Estantes de material quase vazias no Hospital Periférico de Coche.
Estantes de material quase vazias no Hospital Periférico de Coche.Fabiola Ferrero

Teodoro Pérez, clínico geral do hospital Vargas, faz um balanço da escassez: “Não temos máscaras nem gotas para os doentes de asma fazerem inalações, os antibióticos são poucos, e tampouco contamos com reagentes para fazer exames de sangue. Nem sequer há tubos para guardar as amostras de sangue. Muitas vezes tirei dinheiro do meu bolso para ajudar os pacientes na compra de insumos”. Maita, viúva e desempregada, conseguiu comprar dois tubos de laboratório graças à ajuda de dois funcionários do hospital. Mas o dinheiro nem sempre é suficiente para as doações. Num hospital, o salário médio de um médico é de aproximadamente sete reais por dia, num cálculo feito pelo câmbio paralelo.

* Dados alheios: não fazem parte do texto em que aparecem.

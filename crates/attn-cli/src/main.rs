use anyhow::{Context, Result};
use clap::Parser;
use tracing_subscriber::EnvFilter;

use attn_cli::commands::report::{self, ReportOptions};
use attn_cli::{Cli, Config};

fn main() -> Result<()> {
    let cli = Cli::parse();

    // Initialize tracing with verbose flag support
    let filter = if cli.verbose {
        EnvFilter::new("debug")
    } else {
        EnvFilter::from_default_env()
    };
    // Logs go to stderr so the CSV report on stdout stays clean
    let _ = tracing_subscriber::fmt()
        .with_env_filter(filter)
        .with_writer(std::io::stderr)
        .try_init();

    let config = Config::load_from(cli.config.as_deref()).context("failed to load configuration")?;
    tracing::debug!(?config, "loaded configuration");

    let options = ReportOptions::resolve(&cli, config)?;
    report::run(&options)
}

A oposição pede ajuda internacional, mas o Governo impediu qualquer intervenção externa. Em junho, o Tribunal Supremo, controlado pelo chavismo, anulou uma lei especial para a crise da saúde que havia sido aprovada pela maioria oposicionista na Assembleia Nacional.

Mortalidade de recém-nascidos

Os médicos da Maternidade Concepción Palacios, a principal da Venezuela, protestaram na segunda-feira passada pela deterioração do serviço. Depois de confrontos com milicianos, os profissionais da saúde permitiram que jornalistas entrassem no hospital para lhes mostrar as condições de trabalho: equipamentos imprestáveis, banheiros sem água nem luz, escassez de alimentos, instalações deterioradas, falta de insumos para tratamentos médicos e depoimentos de pacientes sobre o colapso.

Os doutores afirmam que esta crise ocasionou a morte de 166 recém-nascidos neste hospital de Caracas entre janeiro e julho. O número é quase o dobro do registrado no ano passado no mesmo local, quando 94 recém-nascido morreram.

A taxa de mortalidade entre recém-nascidos na Venezuela aumentou de 0,02% dos nascidos vivos em 2012 para 2,01% em 2015. No ano passado houve 4.903 mortes de recém-nascidos, num total de 243.638 nascimentos, segundo o relatório governamental Memória e Conta do Ministério da Saúde.

O drama na saúde venezuelana não se restringe a esse aumento de mais de 100 vezes na mortalidade infantil. Vegas diz que a crise provoca um número incalculável de mortes. Esse ortopedista recorda que em novembro presenciou, impotente, a agonia de um adolescente que chegou ao Hospital Periférico de Coche com um tiro de escopeta na perna: “A bala havia perfurado sua artéria femoral, e ele estava prestes a entrar em choque. Gritava para que o anestesiassem. Pedi soro para hidratá-lo, analgésicos e até sangue para uma transfusão, mas não havia nada. Só pude lhe aplicar um torniquete e lhe dar um pouco de morfina para que aguentasse a dor enquanto o transferiam para outro hospital. Muitas vezes acho que poderia ter sido salvo, mas não chegou vivo nem até a esquina.”